- **HOW TO COMPLETE THIS TASK**
Retype, without any change, the first line of the records and every line after it through the one containing "use tokio::net::TcpStream;".

- **Saved entries**
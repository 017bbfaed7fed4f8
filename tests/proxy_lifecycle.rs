//! End-to-end lifecycle and scenario coverage across Config Store, Rule
//! Evaluator, and Traffic Log wired together the way `main.rs` wires them
//! across a handful of representative rule-evaluation scenarios.

use secure_proxy::config::{self, ConfigStore};
use secure_proxy::log::{TrafficEntry, TrafficLog};
use secure_proxy::proxy::{BridgeContext, CertManager, Listener};
use std::net::SocketAddr;
use std::time::Duration;
use tokio::io::{AsyncReadExt, AsyncWriteExt};
use tokio::net::TcpStream;

fn write_rules(dir: &std::path::Path, contents: &str) -> std::path::PathBuf {
    let path = dir.join("rules.json");
    std::fs::write(&path, contents).unwrap();
    path
}

/// Monitor mode never blocks, regardless of rules present.
#[test]
fn monitor_mode_always_allows() {
    let dir = tempfile::tempdir().unwrap();
    let path = write_rules(
        dir.path(),
        r#"{"mode":"monitor","allowed_rules":[{"host":"blocked.example","allowed_paths":[]}]}"#,
    );
    let store = ConfigStore::load_initial(&path);
    let snapshot = store.current();
    let decision = config::evaluate("blocked.example", "/anything", &snapshot);
    assert!(decision.is_allow());
    assert_eq!(decision.reason(), "Monitor Mode");
}

/// Enforce mode blocks a host absent from the allowlist.
#[test]
fn enforce_mode_blocks_unknown_host() {
    let dir = tempfile::tempdir().unwrap();
    let path = write_rules(
        dir.path(),
        r#"{"mode":"enforce","allowed_rules":[{"host":"allowed.example","allowed_paths":[]}]}"#,
    );
    let store = ConfigStore::load_initial(&path);
    let decision = config::evaluate("evil.example", "/", &store.current());
    assert!(!decision.is_allow());
    assert_eq!(decision.reason(), "Host Not Allowed");
}

/// Enforce mode allows a path matching an allowed prefix.
#[test]
fn enforce_mode_allows_matching_path_prefix() {
    let dir = tempfile::tempdir().unwrap();
    let path = write_rules(
        dir.path(),
        r#"{"mode":"enforce","allowed_rules":[{"host":"api.example","allowed_paths":["/v1/"]}]}"#,
    );
    let store = ConfigStore::load_initial(&path);
    let decision = config::evaluate("api.example", "/v1/users?id=1", &store.current());
    assert!(decision.is_allow());
    assert_eq!(decision.reason(), "Path Match");
}

/// Enforce mode blocks a path outside the allowed prefixes.
#[test]
fn enforce_mode_blocks_disallowed_path() {
    let dir = tempfile::tempdir().unwrap();
    let path = write_rules(
        dir.path(),
        r#"{"mode":"enforce","allowed_rules":[{"host":"api.example","allowed_paths":["/v1/"]}]}"#,
    );
    let store = ConfigStore::load_initial(&path);
    let decision = config::evaluate("api.example", "/admin", &store.current());
    assert!(!decision.is_allow());
    assert!(decision.reason().starts_with("Path Not Allowed"));
}

/// A subdomain matches its parent host rule on a label boundary, never on
/// a bare substring.
#[test]
fn subdomain_matches_on_label_boundary_only() {
    let dir = tempfile::tempdir().unwrap();
    let path = write_rules(
        dir.path(),
        r#"{"mode":"enforce","allowed_rules":[{"host":"example.com","allowed_paths":[]}]}"#,
    );
    let store = ConfigStore::load_initial(&path);
    assert!(config::evaluate("api.example.com", "/", &store.current()).is_allow());
    assert!(!config::evaluate("notexample.com", "/", &store.current()).is_allow());
}

/// A request evaluated against a snapshot taken before a reload must
/// not observe the reloaded rules, even if the reload completes first.
#[test]
fn snapshot_taken_before_reload_is_unaffected_by_it() {
    let dir = tempfile::tempdir().unwrap();
    let path = write_rules(
        dir.path(),
        r#"{"mode":"enforce","allowed_rules":[{"host":"old.example","allowed_paths":[]}]}"#,
    );
    let store = ConfigStore::load_initial(&path);
    let snapshot_before = store.current();

    write_rules(
        dir.path(),
        r#"{"mode":"enforce","allowed_rules":[{"host":"new.example","allowed_paths":[]}]}"#,
    );
    store.reload().unwrap();

    assert!(config::evaluate("old.example", "/", &snapshot_before).is_allow());
    assert!(!config::evaluate("old.example", "/", &store.current()).is_allow());
    assert!(config::evaluate("new.example", "/", &store.current()).is_allow());
}

/// A bad reload keeps serving the last good snapshot rather than falling
/// back to a default or poisoning the store.
#[test]
fn failed_reload_keeps_previous_snapshot() {
    let dir = tempfile::tempdir().unwrap();
    let path = write_rules(
        dir.path(),
        r#"{"mode":"enforce","allowed_rules":[{"host":"good.example","allowed_paths":[]}]}"#,
    );
    let store = ConfigStore::load_initial(&path);

    std::fs::write(&path, "not json").unwrap();
    assert!(store.reload().is_err());

    assert!(config::evaluate("good.example", "/", &store.current()).is_allow());
}

/// The traffic log records one valid, independently-parseable JSON line
/// per evaluated request, carrying the fields an operator correlates
/// against `tracing` diagnostics.
#[tokio::test]
async fn traffic_log_records_one_self_delimited_line_per_request() {
    let dir = tempfile::tempdir().unwrap();
    let path = write_rules(
        dir.path(),
        r#"{"mode":"enforce","allowed_rules":[{"host":"api.example","allowed_paths":["/v1/"]}]}"#,
    );
    let store = ConfigStore::load_initial(&path);
    let log = TrafficLog::open(dir.path().join("traffic.jsonl")).unwrap();

    for (host, req_path) in [("api.example", "/v1/ok"), ("api.example", "/forbidden")] {
        let decision = config::evaluate(host, req_path, &store.current());
        let action = if decision.is_allow() { "ALLOW" } else { "BLOCK" };
        log.append(TrafficEntry::now(
            action,
            "enforce",
            host,
            req_path,
            "GET",
            decision.reason(),
        ))
        .await;
    }

    let content = std::fs::read_to_string(dir.path().join("traffic.jsonl")).unwrap();
    let lines: Vec<&str> = content.lines().collect();
    assert_eq!(lines.len(), 2);
    let first: serde_json::Value = serde_json::from_str(lines[0]).unwrap();
    assert_eq!(first["action"], "ALLOW");
    let second: serde_json::Value = serde_json::from_str(lines[1]).unwrap();
    assert_eq!(second["action"], "BLOCK");
}

/// The listener binds, accepts a connection, and shuts down cleanly within
/// the drain grace period once signalled — exercising the Root
/// orchestration + Listener wiring used by `main.rs`.
#[tokio::test(flavor = "multi_thread")]
async fn listener_binds_and_shuts_down_gracefully() {
    let dir = tempfile::tempdir().unwrap();
    let rules_path = write_rules(
        dir.path(),
        r#"{"mode":"monitor","allowed_rules":[]}"#,
    );

    let cert_manager = std::sync::Arc::new(CertManager::new(dir.path().join("ca")).unwrap());
    let config_store = std::sync::Arc::new(ConfigStore::load_initial(&rules_path));
    let traffic_log =
        std::sync::Arc::new(TrafficLog::open(dir.path().join("traffic.jsonl")).unwrap());
    let ctx = BridgeContext::new(cert_manager, config_store, traffic_log);

    let addr: SocketAddr = "127.0.0.1:0".parse().unwrap();
    let bound = std::net::TcpListener::bind(addr).unwrap();
    let real_addr = bound.local_addr().unwrap();
    drop(bound);

    let listener = Listener::new(real_addr);
    let (shutdown_tx, shutdown_rx) = tokio::sync::watch::channel(false);
    let serve_handle = tokio::spawn(async move { listener.serve(ctx, shutdown_rx).await });

    let mut connected = None;
    for _ in 0..50 {
        if let Ok(stream) = TcpStream::connect(real_addr).await {
            connected = Some(stream);
            break;
        }
        tokio::time::sleep(Duration::from_millis(10)).await;
    }
    let mut client = connected.expect("listener should accept a connection");
    client.write_all(b"GET / HTTP/1.1\r\n").await.ok();

    shutdown_tx.send(true).unwrap();
    let result = tokio::time::timeout(Duration::from_secs(5), serve_handle).await;
    assert!(result.is_ok(), "listener should shut down within the drain grace period");

    let mut buf = [0u8; 1];
    let _ = client.read(&mut buf).await;
}

/// Full network MITM round-trip (real TLS handshake against the minted
/// leaf, real plaintext upstream dial) requires binding port 80, which is
/// privileged in most sandboxes — exercised only where that privilege is
/// available.
#[tokio::test(flavor = "multi_thread")]
#[ignore = "requires binding privileged port 80 for the plaintext upstream"]
async fn plaintext_request_is_forwarded_and_logged_end_to_end() {
    // Intentionally left as a documented gap: a full redirector-free E2E
    // harness would need either CAP_NET_BIND_SERVICE or a loopback DNAT
    // rule neither of which this test suite assumes it has.
}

- **ANSWER TO THE EXERCISE**
repository 017bbfaed7fed4f8
filename tests/proxy_lifecycle.rs
//! End-to-end lifecycle and scenario coverage across Config Store, Rule
//! Evaluator, and Traffic Log wired together the way `main.rs` wires them
//! across a handful of representative rule-evaluation scenarios.

use secure_proxy::config::{self, ConfigStore};
use secure_proxy::log::{TrafficEntry, TrafficLog};
use secure_proxy::proxy::{BridgeContext, CertManager, Listener};
use std::net::SocketAddr;
use std::time::Duration;
use tokio::io::{AsyncReadExt, AsyncWriteExt};
use tokio::net::TcpStream;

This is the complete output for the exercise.